A bipartisan group of lawmakers are rallying behind representative Marie Newman, whose daughter is transgender, after controversial Georgia congresswoman Marjorie Taylor Greene hung an anti-trans sign outside of her office on Wednesday.
“This is sad and I’m sorry this happened,” Adam Kinzinger, an Illinois Republican, tweeted on Wednesday. “Rep. Newmans daughter is transgender, and this video and tweet represents the hate and fame driven politics of self-promotion at all evil costs. This garbage must end, in order to#RestoreOurGOP.”

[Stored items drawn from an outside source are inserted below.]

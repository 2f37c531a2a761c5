pub mod repository_traits;

pub use repository_traits::*;
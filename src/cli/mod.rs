//! Thin command-line front end over the data layer.

pub mod args;
pub mod commands;
pub mod render;

pub use args::{Cli, Command, ReportArg};
pub use commands::execute;
use chrono::NaiveDate;
use serde::{Deserialize, Serialize};
use std::fmt;
use std::str::FromStr;

use crate::error::DbError;

/// Unique identifier for articles
#[derive(Debug, Clone, Copy, PartialEq, Eq, Hash, PartialOrd, Ord, Serialize, Deserialize)]
pub struct ArticleId(pub i64);

impl fmt::Display for ArticleId {
    fn fmt(&self, f: &mut fmt::Formatter<'_>) -> fmt::Result {
        write!(f, "{}", self.0)
    }
}

impl FromStr for ArticleId {
    type Err = DbError;

    fn from_str(s: &str) -> Result<Self, Self::Err> {
        s.trim()
            .parse::<i64>()
            .map(ArticleId)
            .map_err(|_| DbError::InvalidInput(format!("article id must be numeric, got '{s}'")))
    }
}

/// Column an article listing is ordered by
#[derive(Debug, Clone, Copy, PartialEq, Eq, Default, Serialize, Deserialize)]
#[serde(rename_all = "lowercase")]
pub enum SortBy {
    #[default]
    Date,
    Title,
    Author,
}

impl SortBy {
    /// The `articles` column backing this sort key
    pub fn column(&self) -> &'static str {
        match self {
            SortBy::Date => "a.publish_date",
            SortBy::Title => "a.title",
            SortBy::Author => "a.author",
        }
    }

    pub fn as_str(&self) -> &'static str {
        match self {
            SortBy::Date => "date",
            SortBy::Title => "title",
            SortBy::Author => "author",
        }
    }
}

impl fmt::Display for SortBy {
    fn fmt(&self, f: &mut fmt::Formatter<'_>) -> fmt::Result {
        f.write_str(self.as_str())
    }
}

impl FromStr for SortBy {
    type Err = DbError;

    fn from_str(s: &str) -> Result<Self, Self::Err> {
        match s.trim().to_ascii_lowercase().as_str() {
            "date" => Ok(SortBy::Date),
            "title" => Ok(SortBy::Title),
            "author" => Ok(SortBy::Author),
            other => Err(DbError::InvalidInput(format!(
                "unknown sort key '{other}', expected date, title or author"
            ))),
        }
    }
}

/// A news article together with the names of its tags
#[derive(Debug, Clone, PartialEq, Serialize, Deserialize)]
pub struct Article {
    pub id: ArticleId,
    pub title: String,
    pub author: String,
    pub publish_date: NaiveDate,
    pub content: String,
    /// Tag names, resolved through the article_tags junction
    pub tags: Vec<String>,
}

impl Article {
    /// Returns true if the article carries a tag with this name
    pub fn has_tag(&self, name: &str) -> bool {
        self.tags.iter().any(|t| t == name)
    }
}

impl fmt::Display for Article {
    fn fmt(&self, f: &mut fmt::Formatter<'_>) -> fmt::Result {
        write!(
            f,
            "Article {}: {} ({}, {})",
            self.id, self.title, self.author, self.publish_date
        )
    }
}

/// Input for inserting a new article into the catalog
#[derive(Debug, Clone, Serialize, Deserialize)]
pub struct NewArticle {
    pub title: String,
    pub author: String,
    pub publish_date: NaiveDate,
    pub content: String,
}

impl NewArticle {
    pub fn new(title: impl Into<String>, author: impl Into<String>, publish_date: NaiveDate) -> Self {
        Self {
            title: title.into(),
            author: author.into(),
            publish_date,
            content: String::new(),
        }
    }

    pub fn with_content(mut self, content: impl Into<String>) -> Self {
        self.content = content.into();
        self
    }
}

#[cfg(test)]
mod tests {
    use super::*;

    #[test]
    fn test_sort_by_parsing() {
        assert_eq!("date".parse::<SortBy>().unwrap(), SortBy::Date);
        assert_eq!(" Title ".parse::<SortBy>().unwrap(), SortBy::Title);
        assert_eq!("AUTHOR".parse::<SortBy>().unwrap(), SortBy::Author);
        assert!(matches!("views".parse::<SortBy>(), Err(DbError::InvalidInput(_))));
    }

    #[test]
    fn test_sort_by_maps_date_to_publish_date() {
        assert_eq!(SortBy::Date.column(), "a.publish_date");
        assert_eq!(SortBy::default(), SortBy::Date);
    }

    #[test]
    fn test_article_id_rejects_non_numeric() {
        assert_eq!("17".parse::<ArticleId>().unwrap(), ArticleId(17));
        assert!(matches!("abc".parse::<ArticleId>(), Err(DbError::InvalidInput(_))));
    }

    #[test]
    fn test_new_article_builder() {
        let date = NaiveDate::from_ymd_opt(2022, 1, 3).unwrap();
        let article = NewArticle::new("Title", "Jane Doe", date).with_content("Body");

        assert_eq!(article.title, "Title");
        assert_eq!(article.content, "Body");
        assert_eq!(article.publish_date, date);
    }
}
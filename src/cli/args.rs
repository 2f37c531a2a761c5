use std::path::PathBuf;

use clap::{Parser, Subcommand, ValueEnum};

use crate::models::ReportKind;

#[derive(Copy, Clone, Debug, Eq, PartialEq, ValueEnum)]
pub enum ReportArg {
    Articles,
    Tags,
    Categories,
    Users,
}

impl From<ReportArg> for ReportKind {
    fn from(arg: ReportArg) -> Self {
        match arg {
            ReportArg::Articles => ReportKind::ArticleViews,
            ReportArg::Tags => ReportKind::Tags,
            ReportArg::Categories => ReportKind::Categories,
            ReportArg::Users => ReportKind::UserActivity,
        }
    }
}

#[derive(Parser, Debug)]
#[command(author, version, about = "Browse the news catalog and run usage reports.")]
pub struct Cli {
    /// Database file (overrides NEWSDB_PATH).
    #[arg(long, value_name = "PATH")]
    pub db: Option<PathBuf>,

    #[command(subcommand)]
    pub command: Command,
}

#[derive(Subcommand, Debug)]
pub enum Command {
    /// Create the schema, optionally loading the sample catalog.
    Init {
        #[arg(long)]
        seed: bool,
    },
    /// Drop every table.
    Drop,
    /// Check credentials and print the user id.
    Login {
        username: String,
        #[arg(long, env = "NEWSDB_PASSWORD", hide_env_values = true)]
        password: String,
    },
    /// List articles, optionally filtered by category, tag or a search term.
    Articles {
        /// date, title or author.
        #[arg(long, default_value = "date")]
        sort: String,
        #[arg(long, conflicts_with_all = ["tag", "search"])]
        category: Option<String>,
        /// Tag id.
        #[arg(long, conflicts_with = "search")]
        tag: Option<String>,
        #[arg(long)]
        search: Option<String>,
        #[arg(long)]
        json: bool,
    },
    /// Show one article with its tags, categories and comments.
    Show {
        id: String,
        #[arg(long)]
        json: bool,
    },
    /// Record that a user read an article.
    View { article: String, user: String },
    /// Add a comment to an article.
    Comment {
        article: String,
        user: String,
        text: String,
    },
    /// List categories.
    Categories,
    /// List tags.
    Tags,
    /// Run a usage report for a year (administrators only).
    Report {
        #[arg(value_enum)]
        kind: ReportArg,
        /// Four-digit year.
        year: String,
        /// Administrator username.
        #[arg(long = "as", value_name = "USERNAME")]
        as_user: String,
        #[arg(long, env = "NEWSDB_PASSWORD", hide_env_values = true)]
        password: String,
        #[arg(long)]
        json: bool,
    },
}
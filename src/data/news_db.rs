use std::path::Path;
use std::sync::Arc;

use crate::base::repository_traits::{
    ArticleRepository, CategoryRepository, ReportEngine, TagRepository, UserRepository,
};
use crate::data::database::{self, DbPool};
use crate::data::repositories::{
    SqliteArticleRepository, SqliteCategoryRepository, SqliteReportEngine, SqliteTagRepository,
    SqliteUserRepository,
};
use crate::error::Result;

/// Single entry point to the data layer: every repository and the report engine,
/// all sharing one connection pool.
#[derive(Clone)]
pub struct NewsDb {
    pool: DbPool,
    users: Arc<dyn UserRepository>,
    articles: Arc<dyn ArticleRepository>,
    tags: Arc<dyn TagRepository>,
    categories: Arc<dyn CategoryRepository>,
    reports: Arc<dyn ReportEngine>,
}

impl NewsDb {
    /// Wires the SQLite repositories to an existing pool
    pub fn from_pool(pool: DbPool) -> Self {
        Self {
            users: Arc::new(SqliteUserRepository::new(pool.clone())),
            articles: Arc::new(SqliteArticleRepository::new(pool.clone())),
            tags: Arc::new(SqliteTagRepository::new(pool.clone())),
            categories: Arc::new(SqliteCategoryRepository::new(pool.clone())),
            reports: Arc::new(SqliteReportEngine::new(pool.clone())),
            pool,
        }
    }

    /// Opens the database file, creating the schema if it is missing
    pub fn open(path: &Path, pool_size: u32) -> Result<Self> {
        Ok(Self::from_pool(database::init_database(path, pool_size)?))
    }

    /// A fresh, empty in-memory database
    pub fn in_memory() -> Result<Self> {
        Ok(Self::from_pool(database::memory_pool()?))
    }

    pub fn pool(&self) -> &DbPool {
        &self.pool
    }

    pub fn users(&self) -> &dyn UserRepository {
        self.users.as_ref()
    }

    pub fn articles(&self) -> &dyn ArticleRepository {
        self.articles.as_ref()
    }

    pub fn tags(&self) -> &dyn TagRepository {
        self.tags.as_ref()
    }

    pub fn categories(&self) -> &dyn CategoryRepository {
        self.categories.as_ref()
    }

    pub fn reports(&self) -> &dyn ReportEngine {
        self.reports.as_ref()
    }

    pub fn load_seed(&self) -> Result<()> {
        let conn = self.pool.get()?;
        database::load_seed(&conn)
    }
}
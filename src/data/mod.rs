pub mod database;
pub mod news_db;
pub mod repositories;
pub mod types;

pub use crate::data::database::DbPool;
pub use crate::data::news_db::NewsDb;
pub use crate::data::repositories::{
    SqliteArticleRepository, SqliteCategoryRepository, SqliteReportEngine, SqliteTagRepository,
    SqliteUserRepository,
};

#[cfg(test)]
pub(crate) mod test_support {
    use super::database::{load_seed, memory_pool, DbPool};
    use super::NewsDb;
    use crate::error::Result;

    /// In-memory pool loaded with the sample catalog
    pub fn seeded_pool() -> Result<DbPool> {
        let pool = memory_pool()?;
        load_seed(&*pool.get()?)?;
        Ok(pool)
    }

    pub fn seeded_db() -> Result<NewsDb> {
        Ok(NewsDb::from_pool(seeded_pool()?))
    }
}
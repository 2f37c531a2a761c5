use std::env;
use std::path::PathBuf;

use anyhow::{Context, Result};
use log::debug;

pub const DEFAULT_DATABASE_PATH: &str = "data/newsdb.sqlite";
pub const DEFAULT_LOG_FILTER: &str = "info";
pub const DEFAULT_POOL_SIZE: u32 = 4;

/// Runtime settings, read from the environment (optionally via a `.env` file)
#[derive(Debug, Clone, PartialEq, Eq)]
pub struct AppConfig {
    /// `NEWSDB_PATH`
    pub database_path: PathBuf,
    /// `NEWSDB_LOG`, used when `RUST_LOG` is unset
    pub log_filter: String,
    /// `NEWSDB_POOL_SIZE`
    pub pool_size: u32,
}

impl Default for AppConfig {
    fn default() -> Self {
        Self {
            database_path: PathBuf::from(DEFAULT_DATABASE_PATH),
            log_filter: DEFAULT_LOG_FILTER.to_string(),
            pool_size: DEFAULT_POOL_SIZE,
        }
    }
}

impl AppConfig {
    /// Loads `.env` from the current directory if present, then reads the process environment
    pub fn from_env() -> Result<Self> {
        match dotenvy::dotenv() {
            Ok(path) => debug!("Loaded .env from {}", path.display()),
            Err(e) => debug!("No .env file loaded: {}", e),
        }
        Self::from_lookup(|key| env::var(key).ok())
    }

    /// Builds a config from any key lookup; unset keys fall back to defaults
    pub fn from_lookup<F>(lookup: F) -> Result<Self>
    where
        F: Fn(&str) -> Option<String>,
    {
        let defaults = Self::default();

        let database_path = lookup("NEWSDB_PATH")
            .filter(|v| !v.trim().is_empty())
            .map(PathBuf::from)
            .unwrap_or(defaults.database_path);

        let log_filter = lookup("NEWSDB_LOG")
            .filter(|v| !v.trim().is_empty())
            .unwrap_or(defaults.log_filter);

        let pool_size = match lookup("NEWSDB_POOL_SIZE") {
            Some(raw) => raw
                .trim()
                .parse::<u32>()
                .ok()
                .filter(|n| *n > 0)
                .with_context(|| format!("NEWSDB_POOL_SIZE must be a positive integer, got '{raw}'"))?,
            None => defaults.pool_size,
        };

        Ok(Self {
            database_path,
            log_filter,
            pool_size,
        })
    }
}

#[cfg(test)]
mod tests {
    use super::*;
    use std::collections::HashMap;

    fn lookup(pairs: &[(&str, &str)]) -> impl Fn(&str) -> Option<String> {
        let map: HashMap<String, String> = pairs
            .iter()
            .map(|(k, v)| (k.to_string(), v.to_string()))
            .collect();
        move |key| map.get(key).cloned()
    }

    #[test]
    fn test_defaults_when_unset() -> Result<()> {
        let config = AppConfig::from_lookup(lookup(&[]))?;
        assert_eq!(config, AppConfig::default());
        Ok(())
    }

    #[test]
    fn test_reads_overrides() -> Result<()> {
        let config = AppConfig::from_lookup(lookup(&[
            ("NEWSDB_PATH", "/tmp/news.db"),
            ("NEWSDB_LOG", "debug"),
            ("NEWSDB_POOL_SIZE", "8"),
        ]))?;

        assert_eq!(config.database_path, PathBuf::from("/tmp/news.db"));
        assert_eq!(config.log_filter, "debug");
        assert_eq!(config.pool_size, 8);
        Ok(())
    }

    #[test]
    fn test_rejects_bad_pool_size() {
        assert!(AppConfig::from_lookup(lookup(&[("NEWSDB_POOL_SIZE", "zero")])).is_err());
        assert!(AppConfig::from_lookup(lookup(&[("NEWSDB_POOL_SIZE", "0")])).is_err());
    }
}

Others joined in support as well.
“Bravo, @RepMarieNewman,” Gerry Connolly of Virgina wrote on Twitter on Wednesday. “I hung mine up for Trans Remembrance Day in 2019 and it’s stayed up since. @RepMTG should probably avoid the Rayburn building too if she doesn’t want to see another “disgusting” symbol of love and acceptance.”
Ms Taylor Greene has also proposed entirely replacing the act, which would strengthen previous landmark civil rights laws to ban anti-LGBT+ discrimination in the same way sex and racial discrimination is prevented in areas like housing, finance, and education.
In response, Representative Newman put up a transgender pride flag outside her office, which is near Ms Greene’s.
“Our neighbour, @RepMTG, tried to block the Equality Act because she believes prohibiting discrimination against trans Americans is “disgusting, immoral, and evil,” the Illinois congresswoman wrote on Wednesday on Twitter, along with a video of her hanging the flag with a smile. “Thought we’d put up our Transgender flag so she can look at it every time she opens her door.”
The Georgia representative, who has a history of making anti-trans remarks, made her own display nearby, a sign that read, “There are TWO genders: MALE & FEMALE ‘Trust The Science!’”
In an impassioned floor speech earlier that day, Ms Newman talked about the experience of when her daughter came out.
“I knew from that day on my daughter would be living in a nation, where in most of its states, she could be discriminated against, and yet it was still the happiest day of my life,” she said. “As any mother would, I swore the I would fight to insure this country changes for the better.”
Some conservatives have argued the act would infringe on religious those whose faiths don’t accept LGTB+ people.